Image Distillation for Safe Data Sharing in Histopathology
Zhe Li, Bernhard Kainz
TL;DR
This paper tackles safe data sharing in histopathology by replacing real, privacy-sensitive data with a small, human-readable synthetic dataset produced via a class-conditional latent diffusion model. An Infomap-based graph approach selects the most informative 100 images per class from a large synthetic pool, and a joint loss with a contrastive component improves downstream learning from the distilled data. On PathMNIST, the distilled synthetic set achieves competitive accuracy and AUC compared to baselines and small real-data baselines, highlighting practical viability for privacy-preserving collaborative learning. The approach demonstrates that dataset distillation, paired with graph-based sample selection and contrastive training, can enable efficient, privacy-safe data sharing for histopathology applications with potential broader impact on foundation model development.
Abstract
Histopathology can help clinicians make accurate diagnoses, determine disease prognosis, and plan appropriate treatment strategies. As deep learning techniques prove successful in the medical domain, the primary challenges become limited data availability and concerns about data sharing and privacy. Federated learning has addressed this challenge by training models locally and updating parameters on a server. However, issues, such as domain shift and bias, persist and impact overall performance. Dataset distillation presents an alternative approach to overcoming these challenges.
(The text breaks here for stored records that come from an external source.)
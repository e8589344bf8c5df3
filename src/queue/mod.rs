//! Pending-operation buffer.
//!
//! Producers append transforms and reads from any thread; the processor is
//! the only consumer. Transforms are drained as whole batches, reads one at
//! a time, so a processing pass can re-check for new transforms between
//! reads.

mod mutation;

pub use mutation::MutationQueue;
//! Throughput benchmarks for the mutation queue.

use criterion::{black_box, criterion_group, criterion_main, BenchmarkId, Criterion};
use state_queue::{ContainerConfig, MutationQueue, SetOperation, StateContainer};
use std::time::Duration;

/// Benchmark enqueue + drain of set batches of varying size
fn bench_queue_drain(c: &mut Criterion) {
    let mut group = c.benchmark_group("queue_drain");

    for batch in [1, 16, 256, 4096] {
        group.bench_with_input(BenchmarkId::new("batch", batch), &batch, |b, &batch| {
            let queue: MutationQueue<u64> = MutationQueue::new();
            b.iter(|| {
                for _ in 0..batch {
                    let op: SetOperation<u64> = Box::new(|s: &u64| Ok(s + 1));
                    let _ = queue.enqueue_set(op);
                }
                black_box(queue.drain_all_sets());
            });
        });
    }

    group.finish();
}

/// Benchmark manual passes over bursts of transforms
fn bench_manual_pass(c: &mut Criterion) {
    let mut group = c.benchmark_group("manual_pass");

    for burst in [1, 64, 1024] {
        group.bench_with_input(BenchmarkId::new("burst", burst), &burst, |b, &burst| {
            let container =
                StateContainer::with_config(0u64, ContainerConfig::manual()).unwrap();
            b.iter(|| {
                for _ in 0..burst {
                    container.submit_transform(|s| s + 1);
                }
                black_box(container.run_pending().unwrap());
            });
        });
    }

    group.finish();
}

/// Benchmark round trips through the dedicated worker
fn bench_dedicated_round_trip(c: &mut Criterion) {
    let container = StateContainer::new(0u64).unwrap();

    c.bench_function("dedicated_transform_then_query", |b| {
        b.iter(|| {
            container.submit_transform(|s| s + 1);
            let answer = container.query(|s| *s).unwrap();
            black_box(answer.recv_timeout(Duration::from_secs(5)).unwrap());
        });
    });
}

criterion_group!(
    benches,
    bench_queue_drain,
    bench_manual_pass,
    bench_dedicated_round_trip
);
criterion_main!(benches);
It involves creating a small synthetic dataset that encapsulates essential information, which can be shared without constraints. At present, this paradigm is not practicable as current distillation approaches only generate non human readable representations and exhibit insufficient performance for downstream learning tasks. We train a latent diffusion model and construct a new distilled synthetic dataset with a small number of human readable synthetic images. Selection of maximally informative synthetic images is done via graph community analysis of the representation space. We compare downstream classification models trained on our synthetic distillation data to models trained on real data and reach performances suitable for practical application.